Additionally, the Fifth Circuit’s test is applied in Miller Act claims before the District Court for New Jersey. In U.S. v. Fidelity & Deposit Co. of Maryland, the court held that operation and maintenance manuals, provided approximately one year after the other subcontract material and labor, were “contract work” within the meaning of the Miller Act, and therefore tolled the statute of limitations until the date upon which they were provided. 999 F.Supp. 734, 747 (D. NJ 1998). In applying the test from the Fifth Circuit, the court held that the value of the manuals ($5,000) was substantial, regardless of the overall subcontract value ($700,000); that contract specifications specifically provided for the provision of the manuals; that an item containing instructions for repairing equipment does not make that item itself a repair item; and that the manuals were sufficiently important to operating the equipment provided under the contract.
What This Means for Subcontractors and Material Suppliers on Federal Construction Projects in Massachusetts
While the Fifth Circuit’s standard is similar to the standard followed in Massachusetts, it arguably applies a more predictable standard for determining whether the work is “contract work.” The benefit of the four-factor test developed by the Fifth Circuit is that it allows courts to assess standard categories for the work and allows flexibility to value more persuasive factors at a higher value, as opposed to missing or unclear factors.

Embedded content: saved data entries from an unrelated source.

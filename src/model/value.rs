//! Typed cell values
//!
//! Every editable cell holds a [`FieldValue`]. The variant set mirrors the
//! field types an inventory grid edits (money, quantities, dates, ...).
//! Nested attributes live in [`FieldValue::Record`] and are addressed with
//! dotted field paths.

use std::collections::BTreeMap;
use std::fmt;

use chrono::{NaiveDate, NaiveDateTime, NaiveTime};
use serde::{Deserialize, Serialize};

/// Field type tag used to pick an atom from the registry
#[derive(Debug, Clone, Copy, PartialEq, Eq, Hash, Default, Serialize, Deserialize)]
#[serde(rename_all = "snake_case")]
pub enum FieldType {
    #[default]
    Text,
    Bool,
    Number,
    Date,
    Time,
    #[serde(rename = "datetime")]
    DateTime,
    Url,
    Money,
    Quantity,
    Duration,
}

impl FieldType {
    pub const ALL: [FieldType; 10] = [
        FieldType::Text,
        FieldType::Bool,
        FieldType::Number,
        FieldType::Date,
        FieldType::Time,
        FieldType::DateTime,
        FieldType::Url,
        FieldType::Money,
        FieldType::Quantity,
        FieldType::Duration,
    ];

    /// Stable lowercase name, as accepted by [`FieldType::from_name`]
    pub fn name(self) -> &'static str {
        match self {
            FieldType::Text => "text",
            FieldType::Bool => "bool",
            FieldType::Number => "number",
            FieldType::Date => "date",
            FieldType::Time => "time",
            FieldType::DateTime => "datetime",
            FieldType::Url => "url",
            FieldType::Money => "money",
            FieldType::Quantity => "quantity",
            FieldType::Duration => "duration",
        }
    }

    /// Look up a type by name (case-insensitive, a few aliases accepted)
    pub fn from_name(name: &str) -> Option<Self> {
        match name.trim().to_lowercase().as_str() {
            "text" | "string" => Some(FieldType::Text),
            "bool" | "boolean" => Some(FieldType::Bool),
            "number" | "numeric" => Some(FieldType::Number),
            "date" => Some(FieldType::Date),
            "time" => Some(FieldType::Time),
            "datetime" | "timestamp" => Some(FieldType::DateTime),
            "url" | "link" => Some(FieldType::Url),
            "money" | "currency" => Some(FieldType::Money),
            "quantity" | "qty" => Some(FieldType::Quantity),
            "duration" => Some(FieldType::Duration),
            _ => None,
        }
    }
}

impl fmt::Display for FieldType {
    fn fmt(&self, f: &mut fmt::Formatter<'_>) -> fmt::Result {
        f.write_str(self.name())
    }
}

/// Monetary amount stored in minor units (cents) to keep equality exact
#[derive(Debug, Clone, PartialEq, Eq, Hash, Serialize, Deserialize)]
pub struct Money {
    pub minor_units: i64,
    pub currency: String,
}

impl Money {
    pub fn new(minor_units: i64, currency: impl Into<String>) -> Self {
        Self {
            minor_units,
            currency: currency.into(),
        }
    }
}

/// Amount with a unit of measure (e.g. `12.5 kg`)
#[derive(Debug, Clone, PartialEq, Serialize, Deserialize)]
pub struct Quantity {
    pub amount: f64,
    pub unit: String,
}

impl Quantity {
    pub fn new(amount: f64, unit: impl Into<String>) -> Self {
        Self {
            amount,
            unit: unit.into(),
        }
    }
}

/// A typed cell value
#[derive(Debug, Clone, PartialEq, Default, Serialize, Deserialize)]
#[serde(tag = "type", content = "value", rename_all = "snake_case")]
pub enum FieldValue {
    #[default]
    Null,
    Text(String),
    Bool(bool),
    Number(f64),
    Date(NaiveDate),
    Time(NaiveTime),
    #[serde(rename = "datetime")]
    DateTime(NaiveDateTime),
    Url(String),
    Money(Money),
    Quantity(Quantity),
    /// Whole seconds
    Duration(i64),
    Record(BTreeMap<String, FieldValue>),
}

impl FieldValue {
    pub fn text(s: impl Into<String>) -> Self {
        FieldValue::Text(s.into())
    }

    pub fn is_null(&self) -> bool {
        matches!(self, FieldValue::Null)
    }

    /// The type tag of a scalar value (`None` for `Null` and records)
    pub fn field_type(&self) -> Option<FieldType> {
        match self {
            FieldValue::Null | FieldValue::Record(_) => None,
            FieldValue::Text(_) => Some(FieldType::Text),
            FieldValue::Bool(_) => Some(FieldType::Bool),
            FieldValue::Number(_) => Some(FieldType::Number),
            FieldValue::Date(_) => Some(FieldType::Date),
            FieldValue::Time(_) => Some(FieldType::Time),
            FieldValue::DateTime(_) => Some(FieldType::DateTime),
            FieldValue::Url(_) => Some(FieldType::Url),
            FieldValue::Money(_) => Some(FieldType::Money),
            FieldValue::Quantity(_) => Some(FieldType::Quantity),
            FieldValue::Duration(_) => Some(FieldType::Duration),
        }
    }

    /// Value-type equality used for dirty tracking.
    ///
    /// Same as `==` except that numeric NaNs compare equal to each other, so a
    /// cell holding NaN is not perpetually dirty.
    pub fn same_as(&self, other: &FieldValue) -> bool {
        match (self, other) {
            (FieldValue::Number(a), FieldValue::Number(b)) => same_f64(*a, *b),
            (FieldValue::Quantity(a), FieldValue::Quantity(b)) => {
                a.unit == b.unit && same_f64(a.amount, b.amount)
            }
            (FieldValue::Record(a), FieldValue::Record(b)) => {
                a.len() == b.len()
                    && a
                        .iter()
                        .zip(b.iter())
                        .all(|((ka, va), (kb, vb))| ka == kb && va.same_as(vb))
            }
            _ => self == other,
        }
    }

    pub fn as_str(&self) -> Option<&str> {
        match self {
            FieldValue::Text(s) | FieldValue::Url(s) => Some(s),
            _ => None,
        }
    }

    pub fn as_number(&self) -> Option<f64> {
        match self {
            FieldValue::Number(n) => Some(*n),
            FieldValue::Quantity(q) => Some(q.amount),
            FieldValue::Money(m) => Some(m.minor_units as f64 / 100.0),
            FieldValue::Duration(secs) => Some(*secs as f64),
            _ => None,
        }
    }
}

fn same_f64(a: f64, b: f64) -> bool {
    a == b || (a.is_nan() && b.is_nan())
}

impl From<&str> for FieldValue {
    fn from(s: &str) -> Self {
        FieldValue::Text(s.to_string())
    }
}

impl From<String> for FieldValue {
    fn from(s: String) -> Self {
        FieldValue::Text(s)
    }
}

impl From<bool> for FieldValue {
    fn from(b: bool) -> Self {
        FieldValue::Bool(b)
    }
}

impl From<f64> for FieldValue {
    fn from(n: f64) -> Self {
        FieldValue::Number(n)
    }
}

impl From<i64> for FieldValue {
    fn from(n: i64) -> Self {
        FieldValue::Number(n as f64)
    }
}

The Fifth Circuit’s test could be adopted by the Massachusetts federal court, as there is currently some ambiguity about what constitutes a date last worked on federal projects remains.
The above information is only meant to provide a general summary regarding rights and obligations for recovering under payment bonds provided on federal public construction projects. Because each project presents a different set of facts, the process and outcome of attempting to recover under a project payment bond will vary depending on the circumstances. If you are uncertain about anything regarding your company’s ability to recover under a payment bond, you should contact Massachusetts construction attorney to ensure the necessary steps are taken to achieve the best possible outcome.
 In U.S. for Use of Georgia Elec. Supply Co., Inc. v. U.S. Fidelity & Guaranty Co. the Fifth Circuit Court of Appeals interpreted Georgia state law, the language of which mirrors the language of the Miller Act.